Task details
Your output should contain every record, unchanged.

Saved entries
>>

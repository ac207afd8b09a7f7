//! Aggregated Discovery Service gRPC implementation.
//!
//! Each client stream runs in its own task: a select loop over the inbound
//! request stream and the cache watch for the client's node, driving a
//! [`StreamHandler`] and forwarding its responses. All four resource types
//! multiplex over the one stream.

use std::sync::Arc;

use async_trait::async_trait;
use futures::Stream;
use tokio::sync::mpsc;
use tokio_stream::wrappers::ReceiverStream;
use tokio_stream::StreamExt;
use tonic::{Request, Response, Status, Streaming};
use tracing::{debug, error, info, instrument};

use data_plane_api::envoy::service::discovery::v3::aggregated_discovery_service_server::{
    AggregatedDiscoveryService, AggregatedDiscoveryServiceServer,
};
use data_plane_api::envoy::service::discovery::v3::{
    DeltaDiscoveryRequest, DeltaDiscoveryResponse, DiscoveryRequest, DiscoveryResponse,
};

use flexds_cache::{Snapshot, SnapshotCache, Watch};

use crate::metrics::StreamGuard;
use crate::sotw::StreamHandler;

/// The ADS service registered on the gRPC server.
#[derive(Debug, Clone)]
pub struct AdsService {
    cache: Arc<SnapshotCache>,
    response_buffer: usize,
}

impl AdsService {
    /// Create the service over the shared cache.
    pub fn new(cache: Arc<SnapshotCache>) -> Self {
        Self::with_buffer(cache, 16)
    }

    /// Create the service with a custom per-stream response buffer.
    pub fn with_buffer(cache: Arc<SnapshotCache>, response_buffer: usize) -> Self {
        Self {
            cache,
            response_buffer,
        }
    }

    /// Wrap into the generated tonic server for `Server::add_service`.
    pub fn into_service(self) -> AggregatedDiscoveryServiceServer<Self> {
        AggregatedDiscoveryServiceServer::new(self)
    }
}

enum Event {
    Request(Option<Result<DiscoveryRequest, Status>>),
    Update(Option<Arc<Snapshot>>),
}

async fn next_update(watch: &mut Option<Watch>) -> Option<Arc<Snapshot>> {
    match watch {
        Some(watch) => watch.recv().await,
        None => std::future::pending().await,
    }
}

/// Drive one client stream to completion.
///
/// Generic over the request stream so protocol tests can feed it from a
/// channel instead of a live gRPC connection.
pub(crate) async fn run_stream<S>(
    cache: Arc<SnapshotCache>,
    mut requests: S,
    tx: mpsc::Sender<Result<DiscoveryResponse, Status>>,
) where
    S: Stream<Item = Result<DiscoveryRequest, Status>> + Unpin,
{
    let mut handler = StreamHandler::new(Arc::clone(&cache));
    let mut watch: Option<Watch> = None;
    let _guard = StreamGuard::new();

    info!(stream = %handler.context().id(), "ADS stream started");

    'stream: loop {
        let event = tokio::select! {
            request = requests.next() => Event::Request(request),
            update = next_update(&mut watch) => Event::Update(update),
        };

        match event {
            Event::Request(Some(Ok(request))) => {
                // The first identifiable request opens the cache watch. The
                // watch is created before evaluating the request so a build
                // landing in between cannot be missed.
                if let Some(key) = handler.identify(&request) {
                    watch = Some(cache.create_watch(key));
                }
                if let Some(response) = handler.handle_request(&request) {
                    if tx.send(Ok(response)).await.is_err() {
                        debug!(stream = %handler.context().id(), "client disconnected");
                        break 'stream;
                    }
                }
            }
            Event::Request(Some(Err(error))) => {
                error!(stream = %handler.context().id(), %error, "stream error");
                break 'stream;
            }
            Event::Request(None) => {
                debug!(stream = %handler.context().id(), "stream closed by client");
                break 'stream;
            }
            Event::Update(Some(_)) => {
                for response in handler.handle_snapshot_update() {
                    if tx.send(Ok(response)).await.is_err() {
                        debug!(stream = %handler.context().id(), "client disconnected");
                        break 'stream;
                    }
                }
            }
            Event::Update(None) => {
                // Watch channel closed underneath us; keep serving requests.
                watch = None;
            }
        }
    }

    if let Some(watch) = watch.take() {
        cache.cancel_watch(watch.id());
    }

    info!(
        stream = %handler.context().id(),
        duration = ?handler.context().duration(),
        requests = handler.context().request_count(),
        responses = handler.context().response_count(),
        "ADS stream ended"
    );
}

/// Response stream type for ADS.
pub type AdsResponseStream = ReceiverStream<Result<DiscoveryResponse, Status>>;

#[async_trait]
impl AggregatedDiscoveryService for AdsService {
    type StreamAggregatedResourcesStream = AdsResponseStream;

    #[instrument(skip_all, name = "ads_stream")]
    async fn stream_aggregated_resources(
        &self,
        request: Request<Streaming<DiscoveryRequest>>,
    ) -> Result<Response<Self::StreamAggregatedResourcesStream>, Status> {
        let stream = request.into_inner();
        let (tx, rx) = mpsc::channel(self.response_buffer);

        tokio::spawn(run_stream(Arc::clone(&self.cache), stream, tx));

        Ok(Response::new(ReceiverStream::new(rx)))
    }

    type DeltaAggregatedResourcesStream = ReceiverStream<Result<DeltaDiscoveryResponse, Status>>;

    async fn delta_aggregated_resources(
        &self,
        _request: Request<Streaming<DeltaDiscoveryRequest>>,
    ) -> Result<Response<Self::DeltaAggregatedResourcesStream>, Status> {
        Err(Status::unimplemented(
            "FlexDS serves state-of-the-world ADS only",
        ))
    }
}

<<

Task solution
repository ac207afd8b09a7f7
//! Aggregated Discovery Service gRPC implementation.
//!
//! Each client stream runs in its own task: a select loop over the inbound
//! request stream and the cache watch for the client's node, driving a
//! [`StreamHandler`] and forwarding its responses. All four resource types
//! multiplex over the one stream.

use std::sync::Arc;

use async_trait::async_trait;
use futures::Stream;
use tokio::sync::mpsc;
use tokio_stream::wrappers::ReceiverStream;
use tokio_stream::StreamExt;
use tonic::{Request, Response, Status, Streaming};
use tracing::{debug, error, info, instrument};

use data_plane_api::envoy::service::discovery::v3::aggregated_discovery_service_server::{
    AggregatedDiscoveryService, AggregatedDiscoveryServiceServer,
};
use data_plane_api::envoy::service::discovery::v3::{
    DeltaDiscoveryRequest, DeltaDiscoveryResponse, DiscoveryRequest, DiscoveryResponse,
};

use flexds_cache::{Snapshot, SnapshotCache, Watch};

use crate::metrics::StreamGuard;
use crate::sotw::StreamHandler;

/// The ADS service registered on the gRPC server.
#[derive(Debug, Clone)]
pub struct AdsService {
    cache: Arc<SnapshotCache>,
    response_buffer: usize,
}

impl AdsService {
    /// Create the service over the shared cache.
    pub fn new(cache: Arc<SnapshotCache>) -> Self {
        Self::with_buffer(cache, 16)
    }

    /// Create the service with a custom per-stream response buffer.
    pub fn with_buffer(cache: Arc<SnapshotCache>, response_buffer: usize) -> Self {
        Self {
            cache,
            response_buffer,
        }
    }

    /// Wrap into the generated tonic server for `Server::add_service`.
    pub fn into_service(self) -> AggregatedDiscoveryServiceServer<Self> {
        AggregatedDiscoveryServiceServer::new(self)
    }
}

enum Event {
    Request(Option<Result<DiscoveryRequest, Status>>),
    Update(Option<Arc<Snapshot>>),
}

async fn next_update(watch: &mut Option<Watch>) -> Option<Arc<Snapshot>> {
    match watch {
        Some(watch) => watch.recv().await,
        None => std::future::pending().await,
    }
}

/// Drive one client stream to completion.
///
/// Generic over the request stream so protocol tests can feed it from a
/// channel instead of a live gRPC connection.
pub(crate) async fn run_stream<S>(
    cache: Arc<SnapshotCache>,
    mut requests: S,
    tx: mpsc::Sender<Result<DiscoveryResponse, Status>>,
) where
    S: Stream<Item = Result<DiscoveryRequest, Status>> + Unpin,
{
    let mut handler = StreamHandler::new(Arc::clone(&cache));
    let mut watch: Option<Watch> = None;
    let _guard = StreamGuard::new();

    info!(stream = %handler.context().id(), "ADS stream started");

    'stream: loop {
        let event = tokio::select! {
            request = requests.next() => Event::Request(request),
            update = next_update(&mut watch) => Event::Update(update),
        };

        match event {
            Event::Request(Some(Ok(request))) => {
                // The first identifiable request opens the cache watch. The
                // watch is created before evaluating the request so a build
                // landing in between cannot be missed.
                if let Some(key) = handler.identify(&request) {
                    watch = Some(cache.create_watch(key));
                }
                if let Some(response) = handler.handle_request(&request) {
                    if tx.send(Ok(response)).await.is_err() {
                        debug!(stream = %handler.context().id(), "client disconnected");
                        break 'stream;
                    }
                }
            }
            Event::Request(Some(Err(error))) => {
                error!(stream = %handler.context().id(), %error, "stream error");
                break 'stream;
            }
            Event::Request(None) => {
                debug!(stream = %handler.context().id(), "stream closed by client");
                break 'stream;
            }
            Event::Update(Some(_)) => {
                for response in handler.handle_snapshot_update() {
                    if tx.send(Ok(response)).await.is_err() {
                        debug!(stream = %handler.context().id(), "client disconnected");
                        break 'stream;
                    }
                }
            }
            Event::Update(None) => {
                // Watch channel closed underneath us; keep serving requests.
                watch = None;
            }
        }
    }

    if let Some(watch) = watch.take() {
        cache.cancel_watch(watch.id());
    }

    info!(
        stream = %handler.context().id(),
        duration = ?handler.context().duration(),
        requests = handler.context().request_count(),
        responses = handler.context().response_count(),
        "ADS stream ended"
    );
}

/// Response stream type for ADS.
pub type AdsResponseStream = ReceiverStream<Result<DiscoveryResponse, Status>>;

#[async_trait]
impl AggregatedDiscoveryService for AdsService {
    type StreamAggregatedResourcesStream = AdsResponseStream;

    #[instrument(skip_all, name = "ads_stream")]
    async fn stream_aggregated_resources(
        &self,
        request: Request<Streaming<DiscoveryRequest>>,
    ) -> Result<Response<Self::StreamAggregatedResourcesStream>, Status> {
        let stream = request.into_inner();
        let (tx, rx) = mpsc::channel(self.response_buffer);

        tokio::spawn(run_stream(Arc::clone(&self.cache), stream, tx));

        Ok(Response::new(ReceiverStream::new(rx)))
    }

    type DeltaAggregatedResourcesStream = ReceiverStream<Result<DeltaDiscoveryResponse, Status>>;

    async fn delta_aggregated_resources(
        &self,
        _request: Request<Streaming<DeltaDiscoveryRequest>>,
    ) -> Result<Response<Self::DeltaAggregatedResourcesStream>, Status> {
        Err(Status::unimplemented(
            "FlexDS serves state-of-the-world ADS only",
        ))
    }
}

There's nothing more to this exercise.